Forty years ago, Columbia University was a frequent scene of demonstrations against the Vietnam War and the university's relationship with its surrounding New York neighborhoods. Now, scholars and many involved in those protests disagree about their impact.

One source of contention was a university gym under construction in nearby Morningside Park. Black Harlem community activists, along with both black and white Columbia students, opposed it because they believed neighborhood residents would get only limited access to the facility being built on public land. On April 23, 1968, about 150 students and community members marched to the construction site and tore down a section of fencing. Then they moved on to Hamilton Hall, taking over the building and taking as hostage Columbia's acting dean, Henry Coleman. Meanwhile, another issue drew some students' ire. Members of the radical group Students for a Democratic Society opposed Columbia's ties to a think tank involved in weapons research for the Vietnam War.

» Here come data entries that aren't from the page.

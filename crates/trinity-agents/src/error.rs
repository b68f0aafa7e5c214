use thiserror::Error;

/// The ways a sub-agent invocation or the verification gate can fail.
/// `Timeout`/`Launch` are verification-gate-only. A non-zero exit from the
/// runner is not an error on this path; it's carried as `passed: false` on
/// the returned `VerificationResult` so callers keep the captured
/// stdout/stderr. A `SubAgent` impl reports its own failures as
/// `SubAgentFailure`.
#[derive(Error, Debug)]
pub enum AgentError {
    #[error("verification runner timed out after {0:?}")]
    Timeout(std::time::Duration),

    #[error("failed to launch verification runner: {0}")]
    Launch(String),

    #[error("sub-agent {agent} failed: {reason}")]
    SubAgentFailure { agent: String, reason: String },
}

pub type Result<T> = std::result::Result<T, AgentError>;
use crate::prompt::{estimate_tokens, format_prompt};
use crate::result::{SubAgentResult, SubAgentStatus};
use serde_json::{json, Map, Value};
use std::time::Instant;
use trinity_types::{CostEntry, ModelTier};

/// Shared invocation path for every stub sub-agent: format the prompt, check
/// the task spec's `force_failure` escape hatch (lets tests drive a
/// deterministic failure without a real model client), then hand back a
/// `SubAgentResult` paired with a `CostEntry` computed off the same token
/// estimate (§4.5.3 prompt-formatting helper).
pub(super) async fn invoke_stub(
    agent_name: &'static str,
    model: &'static str,
    tier: ModelTier,
    task_spec: &Map<String, Value>,
    summarize: impl FnOnce(&Map<String, Value>) -> String,
) -> (SubAgentResult, CostEntry) {
    let start = Instant::now();
    let prompt = format_prompt(task_spec);
    let tokens_in = estimate_tokens(&prompt);

    // Yield once so every stub crosses a real await point, matching the
    // suspension-point contract every other sub-agent call site assumes.
    tokio::task::yield_now().await;

    let forced_failure = task_spec
        .get("force_failure")
        .and_then(Value::as_str)
        .is_some_and(|forced| forced == agent_name);

    let (status, summary, error) = if forced_failure {
        let reason = format!("{agent_name} forced to fail by task spec");
        (SubAgentStatus::Failure, reason.clone(), Some(reason))
    } else {
        (SubAgentStatus::Success, summarize(task_spec), None)
    };

    let tokens_out = estimate_tokens(&summary);
    let cost_usd = trinity_cost::calculate_cost(tier, tokens_in, tokens_out);
    let duration_seconds = start.elapsed().as_secs_f64();

    let result = SubAgentResult {
        agent: agent_name.to_string(),
        status,
        summary: summary.clone(),
        duration_seconds,
        cost_usd,
        error: error.clone(),
    };

    let cost_entry = CostEntry {
        timestamp: chrono::Utc::now(),
        operation: agent_name.to_string(),
        model: model.to_string(),
        model_tier: tier,
        tokens_in,
        tokens_out,
        cost_usd,
        duration_seconds,
        success: error.is_none(),
        metadata: json!({"prompt_chars": prompt.len()}),
        error,
    };

    (result, cost_entry)
}
// Durable, priority-ordered pub/sub message bus (§4.3 of the spec).
//
// Schema and connection setup mirror `trinity-cost::storage::SqliteStorage`
// (itself grounded on the teacher's WAL/busy_timeout convention); the
// in-process fanout notification uses `tokio::sync::broadcast` per queue,
// grounded on the teacher's `tandem_core::event_bus::EventBus`, generalized
// to one channel per queue name instead of one process-wide channel.

use crate::error::{BusError, Result};
use async_stream::stream;
use chrono::Utc;
use futures_core::stream::Stream;
use rusqlite::{params, Connection};
use serde_json::Value;
use std::collections::HashMap;
use std::path::Path;
use std::sync::{Arc, RwLock};
use std::time::Duration;
use tokio::sync::{broadcast, Mutex};
use tokio_util::sync::CancellationToken;
use trinity_types::{Message, MessageStatus};

const BROADCAST_CAPACITY: usize = 4096;

#[derive(Debug, Clone, Default)]
pub struct BusStats {
    pub total_messages: i64,
    pub by_status: HashMap<String, i64>,
    pub by_queue: HashMap<String, i64>,
    pub active_subscribers: HashMap<String, usize>,
}

struct QueueChannel {
    tx: broadcast::Sender<Message>,
    drained: bool,
    subscriber_count: usize,
}

/// Durable single-file pub/sub bus. `":memory:"` opens an in-memory SQLite
/// connection through the same setup path as a real file (§6).
pub struct MessageBus {
    conn: Arc<Mutex<Connection>>,
    channels: RwLock<HashMap<String, QueueChannel>>,
    cancel: CancellationToken,
}

impl MessageBus {
    pub fn open(path: &Path) -> Result<Self> {
        let conn = if path == Path::new(":memory:") {
            Connection::open_in_memory()?
        } else {
            Connection::open(path)?
        };
        conn.busy_timeout(Duration::from_secs(10))?;
        let _ = conn.query_row("PRAGMA journal_mode = WAL", [], |_| Ok(()));
        conn.execute("PRAGMA synchronous = NORMAL", [])?;
        conn.execute(
            "CREATE TABLE IF NOT EXISTS messages (
                id INTEGER PRIMARY KEY AUTOINCREMENT,
                queue_name TEXT NOT NULL,
                payload TEXT NOT NULL,
                priority INTEGER NOT NULL DEFAULT 0,
                correlation_id TEXT,
                created_at TEXT NOT NULL,
                processed_at TEXT,
                status TEXT NOT NULL DEFAULT 'pending'
            )",
            [],
        )?;
        conn.execute(
            "CREATE INDEX IF NOT EXISTS idx_queue_status
             ON messages(queue_name, status, priority DESC, created_at)",
            [],
        )?;
        conn.execute(
            "CREATE INDEX IF NOT EXISTS idx_correlation ON messages(correlation_id)",
            [],
        )?;

        Ok(Self {
            conn: Arc::new(Mutex::new(conn)),
            channels: RwLock::new(HashMap::new()),
            cancel: CancellationToken::new(),
        })
    }

    fn channel_sender(&self, queue: &str) -> broadcast::Sender<Message> {
        let mut channels = self.channels.write().expect("channels lock poisoned");
        channels
            .entry(queue.to_string())
            .or_insert_with(|| QueueChannel {
                tx: broadcast::channel(BROADCAST_CAPACITY).0,
                drained: false,
                subscriber_count: 0,
            })
            .tx
            .clone()
    }

    /// Publishes `payload` onto `queue`. Durable before returning (§4.3).
    pub async fn publish(
        &self,
        queue: &str,
        payload: Value,
        priority: i64,
        correlation_id: Option<String>,
    ) -> Result<i64> {
        if self.cancel.is_cancelled() {
            return Err(BusError::Closed);
        }
        if queue.trim().is_empty() {
            return Err(BusError::Validation("queue_name must not be empty".into()));
        }
        if !payload.is_object() {
            return Err(BusError::Validation("payload must be a JSON object".into()));
        }

        let now = Utc::now();
        let payload_text = serde_json::to_string(&payload)?;

        let id = {
            let conn = self.conn.lock().await;
            conn.execute(
                "INSERT INTO messages (queue_name, payload, priority, correlation_id, created_at, status)
                 VALUES (?1, ?2, ?3, ?4, ?5, 'pending')",
                params![queue, payload_text, priority, correlation_id, now.to_rfc3339()],
            )?;
            conn.last_insert_rowid()
        };

        let message = Message {
            id,
            queue_name: queue.to_string(),
            payload,
            priority,
            correlation_id: correlation_id.clone(),
            created_at: now,
            processed_at: None,
            status: MessageStatus::Pending,
        };

        let sender = self.channel_sender(queue);
        let _ = sender.send(message);

        tracing::info!(
            target: "trinity.bus",
            message_id = id,
            queue_name = queue,
            correlation_id = correlation_id.as_deref().unwrap_or(""),
            "message published"
        );

        Ok(id)
    }

    async fn drain_pending(&self, queue: &str) -> Result<Vec<Message>> {
        let conn = self.conn.lock().await;
        let mut stmt = conn.prepare(
            "SELECT id, queue_name, payload, priority, correlation_id, created_at, processed_at, status
             FROM messages
             WHERE queue_name = ?1 AND status = 'pending'
             ORDER BY priority DESC, created_at ASC",
        )?;
        let rows = stmt
            .query_map(params![queue], row_to_message)?
            .collect::<std::result::Result<Vec<_>, _>>()?;
        Ok(rows)
    }

    /// Subscribes to `queue`. The returned stream first yields all messages
    /// pending at subscribe time (in priority order), then blocks for newly
    /// published ones — fanout to every live subscriber (§4.3). Only the
    /// first subscriber on a queue receives the startup drain, per the
    /// spec's conservative resolution of the fanout/backlog ambiguity.
    pub fn subscribe(self: &Arc<Self>, queue: &str, batch_size: usize) -> impl Stream<Item = Message> {
        let bus = self.clone();
        let queue = queue.to_string();
        let batch_size = batch_size.max(1);

        // Registration happens here, synchronously, before this function
        // returns — not inside the `stream!` body below, which only runs on
        // first poll. A publish racing a subscribe that hadn't registered
        // its broadcast receiver yet would silently lose the message.
        let (mut receiver, should_drain) = {
            let mut channels = bus.channels.write().expect("channels lock poisoned");
            let entry = channels.entry(queue.clone()).or_insert_with(|| QueueChannel {
                tx: broadcast::channel(BROADCAST_CAPACITY).0,
                drained: false,
                subscriber_count: 0,
            });
            entry.subscriber_count += 1;
            let receiver = entry.tx.subscribe();
            let first = !entry.drained;
            entry.drained = true;
            (receiver, first)
        };

        stream! {
            if should_drain {
                if let Ok(pending) = bus.drain_pending(&queue).await {
                    for chunk in pending.chunks(batch_size) {
                        for message in chunk {
                            yield message.clone();
                        }
                    }
                }
            }

            loop {
                if bus.cancel.is_cancelled() {
                    break;
                }
                tokio::select! {
                    _ = bus.cancel.cancelled() => break,
                    received = receiver.recv() => {
                        match received {
                            Ok(message) => yield message,
                            Err(broadcast::error::RecvError::Lagged(_)) => {
                                tracing::warn!(
                                    target: "trinity.bus",
                                    queue_name = queue.as_str(),
                                    "subscriber lagged; re-draining pending rows"
                                );
                                if let Ok(pending) = bus.drain_pending(&queue).await {
                                    for message in pending {
                                        yield message;
                                    }
                                }
                            }
                            Err(broadcast::error::RecvError::Closed) => break,
                        }
                    }
                }
            }
        }
    }

    /// Marks a message processed. Idempotent: a second call on the same id
    /// is a well-defined no-op (§8 invariant 10).
    pub async fn ack(&self, message_id: i64) -> Result<()> {
        let conn = self.conn.lock().await;
        conn.execute(
            "UPDATE messages SET status = 'processed', processed_at = ?1
             WHERE id = ?2 AND status = 'pending'",
            params![Utc::now().to_rfc3339(), message_id],
        )?;
        Ok(())
    }

    pub async fn pending_count(&self, queue: &str) -> Result<i64> {
        let conn = self.conn.lock().await;
        let count = conn.query_row(
            "SELECT COUNT(*) FROM messages WHERE queue_name = ?1 AND status = 'pending'",
            params![queue],
            |row| row.get(0),
        )?;
        Ok(count)
    }

    /// All messages sharing `correlation_id`, across every queue, ordered by
    /// `created_at` (§4.3).
    pub async fn by_correlation(&self, correlation_id: &str) -> Result<Vec<Message>> {
        let conn = self.conn.lock().await;
        let mut stmt = conn.prepare(
            "SELECT id, queue_name, payload, priority, correlation_id, created_at, processed_at, status
             FROM messages
             WHERE correlation_id = ?1
             ORDER BY created_at ASC",
        )?;
        let rows = stmt
            .query_map(params![correlation_id], row_to_message)?
            .collect::<std::result::Result<Vec<_>, _>>()?;
        Ok(rows)
    }

    pub async fn stats(&self) -> Result<BusStats> {
        let conn = self.conn.lock().await;
        let total_messages: i64 = conn.query_row("SELECT COUNT(*) FROM messages", [], |r| r.get(0))?;

        let mut by_status = HashMap::new();
        {
            let mut stmt = conn.prepare("SELECT status, COUNT(*) FROM messages GROUP BY status")?;
            let rows = stmt.query_map([], |r| Ok((r.get::<_, String>(0)?, r.get::<_, i64>(1)?)))?;
            for row in rows {
                let (status, count) = row?;
                by_status.insert(status, count);
            }
        }

        let mut by_queue = HashMap::new();
        {
            let mut stmt = conn.prepare("SELECT queue_name, COUNT(*) FROM messages GROUP BY queue_name")?;
            let rows = stmt.query_map([], |r| Ok((r.get::<_, String>(0)?, r.get::<_, i64>(1)?)))?;
            for row in rows {
                let (queue, count) = row?;
                by_queue.insert(queue, count);
            }
        }
        drop(conn);

        let channels = self.channels.read().expect("channels lock poisoned");
        let active_subscribers = channels
            .iter()
            .map(|(queue, channel)| (queue.clone(), channel.subscriber_count))
            .collect();

        Ok(BusStats {
            total_messages,
            by_status,
            by_queue,
            active_subscribers,
        })
    }

    /// Cooperative shutdown: blocked `subscribe` streams end after their
    /// current await point (§4.3, §5).
    pub fn close(&self) {
        self.cancel.cancel();
    }

    pub fn cancellation_token(&self) -> CancellationToken {
        self.cancel.clone()
    }
}

fn row_to_message(row: &rusqlite::Row) -> rusqlite::Result<Message> {
    let payload_text: String = row.get(2)?;
    let created_at: String = row.get(5)?;
    let processed_at: Option<String> = row.get(6)?;
    let status: String = row.get(7)?;
    Ok(Message {
        id: row.get(0)?,
        queue_name: row.get(1)?,
        payload: serde_json::from_str(&payload_text).unwrap_or(Value::Null),
        priority: row.get(3)?,
        correlation_id: row.get(4)?,
        created_at: parse_timestamp(&created_at),
        processed_at: processed_at.as_deref().map(parse_timestamp),
        status: if status == "processed" {
            MessageStatus::Processed
        } else {
            MessageStatus::Pending
        },
    })
}

fn parse_timestamp(raw: &str) -> chrono::DateTime<Utc> {
    chrono::DateTime::parse_from_rfc3339(raw)
        .map(|dt| dt.with_timezone(&Utc))
        .unwrap_or_else(|_| Utc::now())
}
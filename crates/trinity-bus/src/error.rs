use thiserror::Error;

#[derive(Error, Debug)]
pub enum BusError {
    #[error("validation error: {0}")]
    Validation(String),

    #[error("storage error: {0}")]
    Storage(String),

    #[error("bus closed")]
    Closed,
}

impl From<rusqlite::Error> for BusError {
    fn from(err: rusqlite::Error) -> Self {
        BusError::Storage(err.to_string())
    }
}

impl From<serde_json::Error> for BusError {
    fn from(err: serde_json::Error) -> Self {
        BusError::Storage(err.to_string())
    }
}

pub type Result<T> = std::result::Result<T, BusError>;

Mark Rudd, then-chairman of Columbia's SDS chapter, tied the two issues together, saying at the time that students would not attend a university that exploited black people and developed weapons to kill them and murder the Vietnamese. Rudd, who lived underground as a revolutionary for seven years, says: "I see it as part of the enormous part of the anti-Vietnam War movement involving millions of people." He claims: "We stopped a war of aggression." However, Rudd's perception of the movement's impact is not shared by Allen Silver, a sociology professor who has taught at Columbia since 1964: "The army of North Vietnam stopped the war, because it imposed costs on the American polity and society that it was not prepared to bear."